> _Exercise goal_:
Which of the lines in the data mention the string "RecordRequest"? List them all.
----------------------------------------
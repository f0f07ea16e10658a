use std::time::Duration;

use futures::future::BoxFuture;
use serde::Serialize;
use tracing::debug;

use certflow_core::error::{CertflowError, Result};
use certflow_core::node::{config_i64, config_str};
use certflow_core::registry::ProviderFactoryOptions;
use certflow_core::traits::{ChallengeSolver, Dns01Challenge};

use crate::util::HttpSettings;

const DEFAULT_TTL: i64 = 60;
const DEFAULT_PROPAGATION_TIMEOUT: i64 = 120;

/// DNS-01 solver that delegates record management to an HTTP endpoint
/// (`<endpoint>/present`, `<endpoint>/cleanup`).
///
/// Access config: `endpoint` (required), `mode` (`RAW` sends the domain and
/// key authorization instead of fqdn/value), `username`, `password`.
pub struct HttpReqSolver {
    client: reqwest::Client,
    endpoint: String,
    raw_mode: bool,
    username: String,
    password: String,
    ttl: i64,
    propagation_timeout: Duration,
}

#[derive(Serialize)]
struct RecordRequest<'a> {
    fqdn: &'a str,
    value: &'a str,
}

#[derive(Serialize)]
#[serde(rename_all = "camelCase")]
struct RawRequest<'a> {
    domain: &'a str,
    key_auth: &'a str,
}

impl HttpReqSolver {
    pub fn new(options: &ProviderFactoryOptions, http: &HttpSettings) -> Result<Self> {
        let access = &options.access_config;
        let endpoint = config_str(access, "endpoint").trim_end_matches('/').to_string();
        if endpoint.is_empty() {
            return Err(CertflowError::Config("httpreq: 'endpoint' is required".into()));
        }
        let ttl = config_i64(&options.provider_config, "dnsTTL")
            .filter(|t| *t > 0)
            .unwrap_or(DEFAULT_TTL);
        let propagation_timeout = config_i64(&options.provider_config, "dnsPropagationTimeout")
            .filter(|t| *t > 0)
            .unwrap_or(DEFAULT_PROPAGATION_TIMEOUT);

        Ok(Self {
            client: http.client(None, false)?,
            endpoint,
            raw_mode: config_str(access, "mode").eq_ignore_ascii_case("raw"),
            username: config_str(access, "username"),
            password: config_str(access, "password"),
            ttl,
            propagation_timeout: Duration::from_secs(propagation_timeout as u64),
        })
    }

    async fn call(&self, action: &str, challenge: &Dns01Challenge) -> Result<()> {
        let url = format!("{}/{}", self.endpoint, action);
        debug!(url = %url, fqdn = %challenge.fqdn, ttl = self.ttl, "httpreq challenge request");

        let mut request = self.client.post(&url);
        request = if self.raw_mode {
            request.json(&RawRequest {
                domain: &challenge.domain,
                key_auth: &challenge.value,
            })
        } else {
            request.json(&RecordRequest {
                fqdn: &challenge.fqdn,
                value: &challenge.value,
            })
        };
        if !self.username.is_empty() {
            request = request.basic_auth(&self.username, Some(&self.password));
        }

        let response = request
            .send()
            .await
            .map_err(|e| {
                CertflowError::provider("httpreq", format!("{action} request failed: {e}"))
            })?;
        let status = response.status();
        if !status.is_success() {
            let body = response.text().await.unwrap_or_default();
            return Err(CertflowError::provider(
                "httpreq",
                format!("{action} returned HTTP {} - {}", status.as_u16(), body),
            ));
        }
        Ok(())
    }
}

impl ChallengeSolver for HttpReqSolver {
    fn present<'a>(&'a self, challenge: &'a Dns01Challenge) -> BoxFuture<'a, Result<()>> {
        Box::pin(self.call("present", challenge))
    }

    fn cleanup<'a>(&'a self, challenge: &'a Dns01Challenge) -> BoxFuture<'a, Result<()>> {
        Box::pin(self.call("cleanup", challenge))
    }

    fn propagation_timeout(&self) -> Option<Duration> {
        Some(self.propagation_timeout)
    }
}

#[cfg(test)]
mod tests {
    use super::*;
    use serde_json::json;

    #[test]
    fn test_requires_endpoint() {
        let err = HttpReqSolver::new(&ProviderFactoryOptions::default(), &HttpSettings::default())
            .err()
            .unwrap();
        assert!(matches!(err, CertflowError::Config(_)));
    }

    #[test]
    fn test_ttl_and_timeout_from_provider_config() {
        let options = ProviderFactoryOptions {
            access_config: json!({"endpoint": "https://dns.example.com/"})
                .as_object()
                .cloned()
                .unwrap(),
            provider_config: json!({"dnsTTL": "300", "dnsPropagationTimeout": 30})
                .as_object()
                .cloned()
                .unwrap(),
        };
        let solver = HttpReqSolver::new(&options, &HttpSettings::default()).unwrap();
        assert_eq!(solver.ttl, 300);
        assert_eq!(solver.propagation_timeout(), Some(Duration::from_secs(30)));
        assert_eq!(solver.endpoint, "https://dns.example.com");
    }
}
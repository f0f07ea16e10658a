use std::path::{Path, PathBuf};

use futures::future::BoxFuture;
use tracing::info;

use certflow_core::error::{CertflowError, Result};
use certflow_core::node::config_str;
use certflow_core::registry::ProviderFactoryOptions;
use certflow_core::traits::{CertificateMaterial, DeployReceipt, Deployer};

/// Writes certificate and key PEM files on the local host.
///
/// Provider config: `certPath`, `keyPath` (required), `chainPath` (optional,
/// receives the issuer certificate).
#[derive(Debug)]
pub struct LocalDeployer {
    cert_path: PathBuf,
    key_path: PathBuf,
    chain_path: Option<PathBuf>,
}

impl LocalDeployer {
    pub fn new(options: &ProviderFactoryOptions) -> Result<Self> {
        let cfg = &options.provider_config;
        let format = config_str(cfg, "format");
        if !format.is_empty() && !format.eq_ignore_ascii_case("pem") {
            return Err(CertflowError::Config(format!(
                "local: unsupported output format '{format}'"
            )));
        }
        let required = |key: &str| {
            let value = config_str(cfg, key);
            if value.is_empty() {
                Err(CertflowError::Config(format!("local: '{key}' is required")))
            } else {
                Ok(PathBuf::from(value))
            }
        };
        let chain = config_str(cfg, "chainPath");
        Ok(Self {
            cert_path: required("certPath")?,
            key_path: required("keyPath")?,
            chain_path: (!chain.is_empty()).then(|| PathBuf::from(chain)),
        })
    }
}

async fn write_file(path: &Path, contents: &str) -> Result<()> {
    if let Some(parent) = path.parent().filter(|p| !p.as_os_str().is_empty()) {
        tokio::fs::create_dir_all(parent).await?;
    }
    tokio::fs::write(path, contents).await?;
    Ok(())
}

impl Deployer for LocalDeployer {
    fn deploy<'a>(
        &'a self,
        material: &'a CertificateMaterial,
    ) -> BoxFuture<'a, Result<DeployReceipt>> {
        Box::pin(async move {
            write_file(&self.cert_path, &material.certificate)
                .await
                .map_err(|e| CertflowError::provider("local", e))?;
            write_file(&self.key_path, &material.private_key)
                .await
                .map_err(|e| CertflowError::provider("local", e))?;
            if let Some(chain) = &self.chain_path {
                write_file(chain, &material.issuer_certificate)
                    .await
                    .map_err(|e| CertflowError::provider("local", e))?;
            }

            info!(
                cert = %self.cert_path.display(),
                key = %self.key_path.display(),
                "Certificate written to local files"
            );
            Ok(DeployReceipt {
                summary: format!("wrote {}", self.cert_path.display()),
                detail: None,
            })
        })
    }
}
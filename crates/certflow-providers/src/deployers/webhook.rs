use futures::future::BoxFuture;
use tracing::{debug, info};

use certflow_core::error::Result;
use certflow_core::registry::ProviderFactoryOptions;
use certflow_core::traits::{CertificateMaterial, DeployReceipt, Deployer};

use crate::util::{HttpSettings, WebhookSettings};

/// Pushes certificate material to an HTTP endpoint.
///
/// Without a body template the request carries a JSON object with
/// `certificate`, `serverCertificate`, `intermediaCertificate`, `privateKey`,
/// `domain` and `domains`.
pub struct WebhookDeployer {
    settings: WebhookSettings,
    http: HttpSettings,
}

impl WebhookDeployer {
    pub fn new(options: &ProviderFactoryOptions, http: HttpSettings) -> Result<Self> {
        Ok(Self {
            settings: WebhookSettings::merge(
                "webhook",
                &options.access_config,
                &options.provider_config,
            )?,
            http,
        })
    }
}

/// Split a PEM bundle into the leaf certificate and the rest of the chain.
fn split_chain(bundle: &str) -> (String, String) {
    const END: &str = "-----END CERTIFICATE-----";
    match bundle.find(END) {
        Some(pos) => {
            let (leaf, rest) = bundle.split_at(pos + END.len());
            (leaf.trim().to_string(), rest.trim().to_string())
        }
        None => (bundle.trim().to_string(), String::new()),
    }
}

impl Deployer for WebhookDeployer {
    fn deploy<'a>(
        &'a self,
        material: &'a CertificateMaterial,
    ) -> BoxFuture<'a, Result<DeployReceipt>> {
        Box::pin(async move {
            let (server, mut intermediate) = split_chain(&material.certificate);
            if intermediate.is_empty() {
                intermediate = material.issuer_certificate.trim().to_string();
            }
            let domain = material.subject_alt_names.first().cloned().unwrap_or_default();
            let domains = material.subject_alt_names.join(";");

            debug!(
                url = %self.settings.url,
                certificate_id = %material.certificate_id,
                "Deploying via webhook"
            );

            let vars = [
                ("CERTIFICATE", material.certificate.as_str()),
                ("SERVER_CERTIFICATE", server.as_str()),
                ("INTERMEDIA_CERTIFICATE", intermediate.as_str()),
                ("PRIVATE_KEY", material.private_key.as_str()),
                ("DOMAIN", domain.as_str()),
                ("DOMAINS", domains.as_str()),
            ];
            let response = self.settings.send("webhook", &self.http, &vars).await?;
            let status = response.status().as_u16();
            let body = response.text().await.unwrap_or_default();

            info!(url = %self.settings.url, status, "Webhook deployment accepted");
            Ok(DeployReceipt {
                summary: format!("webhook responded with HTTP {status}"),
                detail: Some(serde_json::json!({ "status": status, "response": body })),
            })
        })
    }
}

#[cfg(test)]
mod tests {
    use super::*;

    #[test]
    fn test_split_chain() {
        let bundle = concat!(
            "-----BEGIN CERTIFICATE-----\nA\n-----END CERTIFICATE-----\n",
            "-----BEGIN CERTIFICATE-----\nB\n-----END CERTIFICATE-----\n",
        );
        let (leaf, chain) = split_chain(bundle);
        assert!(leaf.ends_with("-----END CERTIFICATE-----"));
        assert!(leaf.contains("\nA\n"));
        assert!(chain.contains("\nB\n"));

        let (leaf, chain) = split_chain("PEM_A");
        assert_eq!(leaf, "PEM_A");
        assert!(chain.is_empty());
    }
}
----------------------------------------
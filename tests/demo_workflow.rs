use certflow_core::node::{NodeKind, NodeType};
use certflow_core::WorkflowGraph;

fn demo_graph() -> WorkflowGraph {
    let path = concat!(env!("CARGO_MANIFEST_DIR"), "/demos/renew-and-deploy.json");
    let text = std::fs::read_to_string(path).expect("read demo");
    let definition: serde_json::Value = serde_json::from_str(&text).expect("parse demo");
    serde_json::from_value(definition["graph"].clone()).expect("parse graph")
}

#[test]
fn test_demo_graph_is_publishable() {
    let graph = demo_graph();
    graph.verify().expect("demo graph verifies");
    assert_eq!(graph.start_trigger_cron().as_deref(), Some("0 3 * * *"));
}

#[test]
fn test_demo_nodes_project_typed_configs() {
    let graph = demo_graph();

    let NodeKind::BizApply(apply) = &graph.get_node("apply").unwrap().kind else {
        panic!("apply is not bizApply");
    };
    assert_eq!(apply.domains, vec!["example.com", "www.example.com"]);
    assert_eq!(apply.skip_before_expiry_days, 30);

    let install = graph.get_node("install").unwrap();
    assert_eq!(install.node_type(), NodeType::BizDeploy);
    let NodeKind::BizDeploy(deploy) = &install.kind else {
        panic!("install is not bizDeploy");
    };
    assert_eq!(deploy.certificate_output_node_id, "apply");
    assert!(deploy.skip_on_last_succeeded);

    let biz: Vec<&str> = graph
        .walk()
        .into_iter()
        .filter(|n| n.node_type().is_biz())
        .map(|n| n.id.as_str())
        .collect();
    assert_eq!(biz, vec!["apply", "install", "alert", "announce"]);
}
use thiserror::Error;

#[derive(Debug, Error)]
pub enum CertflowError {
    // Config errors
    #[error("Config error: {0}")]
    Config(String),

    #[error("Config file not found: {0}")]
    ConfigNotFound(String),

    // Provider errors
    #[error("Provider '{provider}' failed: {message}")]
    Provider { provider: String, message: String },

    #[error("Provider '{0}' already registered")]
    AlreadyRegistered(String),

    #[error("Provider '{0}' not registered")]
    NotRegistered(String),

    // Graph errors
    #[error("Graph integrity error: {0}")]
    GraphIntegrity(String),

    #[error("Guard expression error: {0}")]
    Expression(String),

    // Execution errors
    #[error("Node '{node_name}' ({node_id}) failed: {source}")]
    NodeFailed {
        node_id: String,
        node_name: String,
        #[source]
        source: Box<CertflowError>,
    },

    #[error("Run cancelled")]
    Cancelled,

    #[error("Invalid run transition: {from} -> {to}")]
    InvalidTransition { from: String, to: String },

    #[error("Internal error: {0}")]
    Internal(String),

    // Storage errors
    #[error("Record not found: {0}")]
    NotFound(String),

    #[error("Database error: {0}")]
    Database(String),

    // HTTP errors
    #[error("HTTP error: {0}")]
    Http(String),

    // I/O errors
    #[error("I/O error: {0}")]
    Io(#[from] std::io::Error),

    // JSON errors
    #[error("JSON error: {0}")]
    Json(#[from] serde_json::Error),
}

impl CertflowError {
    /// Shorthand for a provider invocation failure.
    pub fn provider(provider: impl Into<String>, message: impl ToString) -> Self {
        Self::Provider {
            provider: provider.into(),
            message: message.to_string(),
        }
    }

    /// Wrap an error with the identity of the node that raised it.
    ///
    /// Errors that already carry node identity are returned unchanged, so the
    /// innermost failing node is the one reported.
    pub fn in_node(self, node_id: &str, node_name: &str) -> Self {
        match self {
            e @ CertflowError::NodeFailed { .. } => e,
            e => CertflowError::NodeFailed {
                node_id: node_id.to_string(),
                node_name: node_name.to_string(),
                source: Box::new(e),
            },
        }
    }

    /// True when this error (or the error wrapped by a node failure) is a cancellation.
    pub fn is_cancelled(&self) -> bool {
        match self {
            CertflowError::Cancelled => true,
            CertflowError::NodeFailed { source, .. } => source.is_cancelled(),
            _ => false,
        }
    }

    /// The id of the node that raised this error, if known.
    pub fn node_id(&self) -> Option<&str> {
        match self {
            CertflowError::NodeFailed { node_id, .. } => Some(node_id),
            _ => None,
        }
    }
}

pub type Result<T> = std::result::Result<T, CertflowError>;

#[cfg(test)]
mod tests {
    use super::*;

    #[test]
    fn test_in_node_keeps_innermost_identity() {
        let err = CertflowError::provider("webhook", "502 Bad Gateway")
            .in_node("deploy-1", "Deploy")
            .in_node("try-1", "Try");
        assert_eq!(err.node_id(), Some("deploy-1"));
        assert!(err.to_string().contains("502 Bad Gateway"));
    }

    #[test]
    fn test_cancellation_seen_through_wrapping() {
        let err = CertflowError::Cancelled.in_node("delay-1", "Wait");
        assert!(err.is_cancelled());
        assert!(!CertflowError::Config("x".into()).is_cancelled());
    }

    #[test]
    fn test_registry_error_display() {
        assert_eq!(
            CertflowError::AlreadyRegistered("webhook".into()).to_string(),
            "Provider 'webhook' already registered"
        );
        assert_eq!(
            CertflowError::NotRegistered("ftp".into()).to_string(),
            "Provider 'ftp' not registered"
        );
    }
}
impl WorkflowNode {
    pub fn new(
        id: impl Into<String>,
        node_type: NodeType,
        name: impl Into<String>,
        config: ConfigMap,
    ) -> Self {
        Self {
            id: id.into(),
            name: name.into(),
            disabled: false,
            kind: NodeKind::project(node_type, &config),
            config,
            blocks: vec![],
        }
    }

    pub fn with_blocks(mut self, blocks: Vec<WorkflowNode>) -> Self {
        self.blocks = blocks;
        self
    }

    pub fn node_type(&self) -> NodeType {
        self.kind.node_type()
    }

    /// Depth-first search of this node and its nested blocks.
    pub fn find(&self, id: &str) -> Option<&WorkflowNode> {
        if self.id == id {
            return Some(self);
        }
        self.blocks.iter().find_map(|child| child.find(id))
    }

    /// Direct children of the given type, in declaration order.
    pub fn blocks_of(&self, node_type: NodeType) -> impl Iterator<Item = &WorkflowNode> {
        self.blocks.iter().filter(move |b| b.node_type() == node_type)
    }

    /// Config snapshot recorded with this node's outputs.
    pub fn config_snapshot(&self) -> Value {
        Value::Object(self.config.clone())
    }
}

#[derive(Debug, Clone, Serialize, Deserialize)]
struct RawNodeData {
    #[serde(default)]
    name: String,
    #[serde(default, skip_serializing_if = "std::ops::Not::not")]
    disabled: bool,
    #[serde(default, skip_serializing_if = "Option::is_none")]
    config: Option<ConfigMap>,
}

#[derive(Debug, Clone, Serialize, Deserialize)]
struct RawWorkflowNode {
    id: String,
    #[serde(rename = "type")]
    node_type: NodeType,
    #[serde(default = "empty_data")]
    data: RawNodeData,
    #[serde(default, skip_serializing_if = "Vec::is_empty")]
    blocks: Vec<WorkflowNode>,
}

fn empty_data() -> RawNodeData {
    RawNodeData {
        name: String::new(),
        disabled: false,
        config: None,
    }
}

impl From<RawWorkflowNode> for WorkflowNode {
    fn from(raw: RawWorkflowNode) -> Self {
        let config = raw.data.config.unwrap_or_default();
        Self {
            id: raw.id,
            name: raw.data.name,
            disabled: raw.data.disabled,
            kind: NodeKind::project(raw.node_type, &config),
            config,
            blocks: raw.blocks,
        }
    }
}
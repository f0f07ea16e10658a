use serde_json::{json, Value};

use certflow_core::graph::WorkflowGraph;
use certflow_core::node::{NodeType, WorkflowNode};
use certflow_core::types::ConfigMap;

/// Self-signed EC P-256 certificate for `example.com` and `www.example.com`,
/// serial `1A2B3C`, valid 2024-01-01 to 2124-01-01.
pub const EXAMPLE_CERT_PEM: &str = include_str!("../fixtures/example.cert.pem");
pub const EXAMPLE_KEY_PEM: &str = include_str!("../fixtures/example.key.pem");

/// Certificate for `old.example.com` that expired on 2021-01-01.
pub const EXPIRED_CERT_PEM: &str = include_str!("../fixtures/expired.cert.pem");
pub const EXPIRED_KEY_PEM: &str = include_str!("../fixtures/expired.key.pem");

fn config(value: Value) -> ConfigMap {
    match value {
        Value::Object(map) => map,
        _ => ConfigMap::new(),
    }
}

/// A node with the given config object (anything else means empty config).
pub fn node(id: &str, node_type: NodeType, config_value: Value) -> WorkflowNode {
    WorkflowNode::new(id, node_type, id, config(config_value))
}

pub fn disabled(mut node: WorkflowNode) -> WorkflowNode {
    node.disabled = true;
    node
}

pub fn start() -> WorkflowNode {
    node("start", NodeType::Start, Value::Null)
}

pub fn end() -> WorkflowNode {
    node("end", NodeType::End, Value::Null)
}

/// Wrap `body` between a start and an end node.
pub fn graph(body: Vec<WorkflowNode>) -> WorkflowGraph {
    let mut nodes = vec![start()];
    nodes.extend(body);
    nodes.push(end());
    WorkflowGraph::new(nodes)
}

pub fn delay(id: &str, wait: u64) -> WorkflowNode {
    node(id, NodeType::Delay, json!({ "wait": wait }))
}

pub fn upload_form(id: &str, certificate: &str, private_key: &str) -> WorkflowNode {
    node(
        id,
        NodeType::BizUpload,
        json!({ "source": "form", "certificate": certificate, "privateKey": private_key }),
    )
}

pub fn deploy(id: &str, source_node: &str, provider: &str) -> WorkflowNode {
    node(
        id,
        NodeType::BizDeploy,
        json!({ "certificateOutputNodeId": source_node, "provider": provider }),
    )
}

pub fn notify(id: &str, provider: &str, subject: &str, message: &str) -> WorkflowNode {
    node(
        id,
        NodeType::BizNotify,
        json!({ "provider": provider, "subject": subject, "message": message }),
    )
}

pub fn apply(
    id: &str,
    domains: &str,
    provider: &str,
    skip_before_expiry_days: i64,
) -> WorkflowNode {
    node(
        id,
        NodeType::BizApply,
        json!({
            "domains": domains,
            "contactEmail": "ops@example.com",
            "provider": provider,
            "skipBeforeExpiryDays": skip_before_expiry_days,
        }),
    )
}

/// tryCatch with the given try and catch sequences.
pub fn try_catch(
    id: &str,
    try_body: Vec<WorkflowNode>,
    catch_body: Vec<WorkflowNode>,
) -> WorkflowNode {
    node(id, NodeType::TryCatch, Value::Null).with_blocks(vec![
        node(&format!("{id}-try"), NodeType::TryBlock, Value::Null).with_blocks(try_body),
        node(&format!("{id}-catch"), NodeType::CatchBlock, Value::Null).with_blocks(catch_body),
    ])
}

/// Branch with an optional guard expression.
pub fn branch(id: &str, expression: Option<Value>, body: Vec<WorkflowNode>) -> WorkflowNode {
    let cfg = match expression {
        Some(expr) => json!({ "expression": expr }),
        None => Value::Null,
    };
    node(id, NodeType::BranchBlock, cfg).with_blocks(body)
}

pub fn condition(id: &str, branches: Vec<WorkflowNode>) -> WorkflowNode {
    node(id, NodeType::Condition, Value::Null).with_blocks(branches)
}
----------------------------------------
> _Response to the task_:
struct RecordRequest<'a> {
            request.json(&RecordRequest {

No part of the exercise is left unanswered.